◆ RECORDS SHOWN:
━━━━━━━━━━━━━━━━━━━━━━━━━━━━━━
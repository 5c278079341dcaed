//! Content addressing primitives.
//!
//! `ContentHash` is a 16-hex-character prefix of SHA-256 over canonical
//! bytes — stable, short, collision-safe at site scale, and JSON-friendly.
//! `Fingerprint` pairs a hash with `(mtime, size)` so callers can skip
//! re-hashing unchanged files.

use serde::{Deserialize, Serialize};
use sha2::{Digest, Sha256};
use std::fs::File;
use std::io::{self, BufReader, Read};
use std::path::Path;
use std::time::UNIX_EPOCH;

/// 16-hex-character prefix of a SHA-256 digest.
#[derive(Debug, Clone, PartialEq, Eq, Hash, PartialOrd, Ord, Serialize, Deserialize)]
#[serde(transparent)]
pub struct ContentHash(String);

impl ContentHash {
    pub fn as_str(&self) -> &str {
        &self.0
    }

    /// Zero-length input hash — used as a sentinel for "no content".
    pub fn empty() -> Self {
        hash_bytes(b"")
    }

    /// Reconstruct a `ContentHash` from its stored hex representation
    /// (used when deserializing cache entries).
    pub fn from_hex(hex: &str) -> Self {
        Self(hex.to_string())
    }
}

impl std::fmt::Display for ContentHash {
    fn fmt(&self, f: &mut std::fmt::Formatter<'_>) -> std::fmt::Result {
        f.write_str(&self.0)
    }
}

impl AsRef<str> for ContentHash {
    fn as_ref(&self) -> &str {
        &self.0
    }
}

/// Compute the content hash of a byte slice.
pub fn hash_bytes(bytes: &[u8]) -> ContentHash {
    let mut hasher = Sha256::new();
    hasher.update(bytes);
    let digest = hasher.finalize();
    ContentHash(hex::encode(digest)[..16].to_string())
}

/// Compute the content hash of a file's contents, streaming in chunks.
pub fn hash_file(path: &Path) -> io::Result<ContentHash> {
    let file = File::open(path)?;
    let mut reader = BufReader::with_capacity(64 * 1024, file);
    let mut hasher = Sha256::new();
    let mut buf = [0u8; 64 * 1024];
    loop {
        let n = reader.read(&mut buf)?;
        if n == 0 {
            break;
        }
        hasher.update(&buf[..n]);
    }
    let digest = hasher.finalize();
    Ok(ContentHash(hex::encode(digest)[..16].to_string()))
}

/// Canonicalize a JSON-serializable value (sorted keys) and hash the result.
///
/// Required for stable metadata hashes: two logically-equal maps must
/// produce the same hash regardless of field insertion order.
pub fn hash_dict<T: Serialize>(value: &T) -> ContentHash {
    let value = serde_json::to_value(value).unwrap_or(serde_json::Value::Null);
    let canonical = canonicalize(&value);
    hash_bytes(canonical.as_bytes())
}

fn canonicalize(value: &serde_json::Value) -> String {
    match value {
        serde_json::Value::Object(map) => {
            let mut keys: Vec<&String> = map.keys().collect();
            keys.sort();
            let mut out = String::from("{");
            for (i, k) in keys.iter().enumerate() {
                if i > 0 {
                    out.push(',');
                }
                out.push_str(&serde_json::to_string(k).unwrap());
                out.push(':');
                out.push_str(&canonicalize(&map[*k]));
            }
            out.push('}');
            out
        }
        serde_json::Value::Array(items) => {
            let mut out = String::from("[");
            for (i, item) in items.iter().enumerate() {
                if i > 0 {
                    out.push(',');
                }
                out.push_str(&canonicalize(item));
            }
            out.push(']');
            out
        }
        other => serde_json::to_string(other).unwrap_or_else(|_| "null".to_string()),
    }
}

/// `(hash, mtime, size)` — lets callers short-circuit hashing when the stat
/// pair is unchanged from a prior build.
#[derive(Debug, Clone, PartialEq, Serialize, Deserialize)]
pub struct Fingerprint {
    pub hash: ContentHash,
    pub mtime: f64,
    pub size: u64,
}

/// Capture hash, mtime, and size in one filesystem pass.
pub fn hash_file_with_stat(path: &Path) -> io::Result<Fingerprint> {
    let (mtime, size) = stat(path)?;
    let hash = hash_file(path)?;
    Ok(Fingerprint { hash, mtime, size })
}

/// `(mtime, size)` from a single `stat(2)` call, no content read. The cheap
/// half of a [`Fingerprint`] comparison — callers hash only when this
/// disagrees with a cached value.
pub fn stat(path: &Path) -> io::Result<(f64, u64)> {
    let meta = std::fs::metadata(path)?;
    let mtime = meta.modified()?.duration_since(UNIX_EPOCH).map(|d| d.as_secs_f64()).unwrap_or(0.0);
    Ok((mtime, meta.len()))
}
//! RSS/Atom feed emission: builds channel/entry sets via `rss`/
//! `atom_syndication`'s own builder types, skipping any page with an
//! unparsable date rather than failing the whole feed.

use super::{PostprocessInput, page_url, rfc3339};
use crate::primitives::atomic::atomic_write;
use crate::snapshot::PageSnapshot;
use anyhow::Context;
use atom_syndication::{Entry, EntryBuilder, FeedBuilder, FixedDateTime, GeneratorBuilder, Link, LinkBuilder, Person, PersonBuilder, Text};
use rss::{ChannelBuilder, GuidBuilder, Item, ItemBuilder};

/// Newest-first iterator over pages that carry a date, following
/// `query_indexes.by_date` so feed ordering matches search/listing order.
fn dated_pages<'a>(input: &'a PostprocessInput<'a>) -> impl Iterator<Item = &'a PageSnapshot> {
    input
        .query_indexes
        .by_date
        .iter()
        .filter_map(move |&idx| input.snapshot.pages.get(idx))
        .filter(|p| p.date.is_some())
}

pub fn write_rss(input: &PostprocessInput<'_>) -> anyhow::Result<()> {
    let items: Vec<Item> = dated_pages(input).filter_map(|p| page_to_rss_item(input, p)).collect();

    let channel = ChannelBuilder::default()
        .title(input.config.title.clone())
        .link(input.config.base_url.clone())
        .description(format!("{} feed", input.config.title))
        .generator(Some("crucible".to_string()))
        .items(items)
        .build();

    let path = input.config.output_dir.join("rss.xml");
    atomic_write(&path, channel.to_string().as_bytes()).with_context(|| format!("writing {}", path.display()))
}

fn page_to_rss_item(input: &PostprocessInput<'_>, page: &PageSnapshot) -> Option<Item> {
    let date = page.date?;
    let pub_date = rfc3339(date);
    let link = page_url(input.config, page);
    let guid = GuidBuilder::default().permalink(true).value(link.clone()).build();

    Some(
        ItemBuilder::default()
            .title(page.title.clone())
            .link(Some(link))
            .guid(guid)
            .pub_date(pub_date)
            .build(),
    )
}

pub fn write_atom(input: &PostprocessInput<'_>) -> anyhow::Result<()> {
    let entries: Vec<Entry> = dated_pages(input).filter_map(|p| page_to_atom_entry(input, p)).collect();

    // Compare by RFC3339 string: lexicographically sortable for ISO dates.
    let updated_str = dated_pages(input)
        .filter_map(|p| p.date)
        .map(rfc3339)
        .max()
        .unwrap_or_else(|| "1970-01-01T00:00:00Z".to_string());
    let updated: FixedDateTime = updated_str.parse().unwrap_or_else(|_| FixedDateTime::default());

    let author: Person = PersonBuilder::default().name(input.config.title.clone()).build();
    let self_link: Link = LinkBuilder::default()
        .href(format!("{}/atom.xml", input.config.base_url.trim_end_matches('/')))
        .rel("self".to_string())
        .mime_type(Some("application/atom+xml".to_string()))
        .build();
    let alternate_link: Link = LinkBuilder::default().href(input.config.base_url.clone()).rel("alternate".to_string()).build();

    let feed = FeedBuilder::default()
        .title(Text::plain(input.config.title.clone()))
        .id(input.config.base_url.clone())
        .updated(updated)
        .authors(vec![author])
        .links(vec![self_link, alternate_link])
        .generator(Some(GeneratorBuilder::default().value("crucible").build()))
        .entries(entries)
        .build();

    let path = input.config.output_dir.join("atom.xml");
    atomic_write(&path, feed.to_string().as_bytes()).with_context(|| format!("writing {}", path.display()))
}

fn page_to_atom_entry(input: &PostprocessInput<'_>, page: &PageSnapshot) -> Option<Entry> {
    let date = page.date?;
    let updated_str = rfc3339(date);
    let updated: FixedDateTime = updated_str.parse().ok()?;
    let link = page_url(input.config, page);
    let entry_link: Link = LinkBuilder::default().href(link.clone()).rel("alternate".to_string()).build();

    Some(
        EntryBuilder::default()
            .title(Text::plain(page.title.clone()))
            .id(link)
            .updated(updated)
            .links(vec![entry_link])
            .build(),
    )
}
━━━━━━━━━━━━━━━━━━━━━━━━━━━━━━
◆ EXERCISE REQUIREMENTS:
Would you please reproduce every line from the one containing "let updated_str = rfc3339(date);" through the final line of the listing, and only those lines?

◆ ANSWER FOR THIS EXERCISE:
    let updated_str = rfc3339(date);
    let updated: FixedDateTime = updated_str.parse().ok()?;
    let link = page_url(input.config, page);
    let entry_link: Link = LinkBuilder::default().href(link.clone()).rel("alternate".to_string()).build();

    Some(
        EntryBuilder::default()
            .title(Text::plain(page.title.clone()))
            .id(link)
            .updated(updated)
            .links(vec![entry_link])
            .build(),
    )
}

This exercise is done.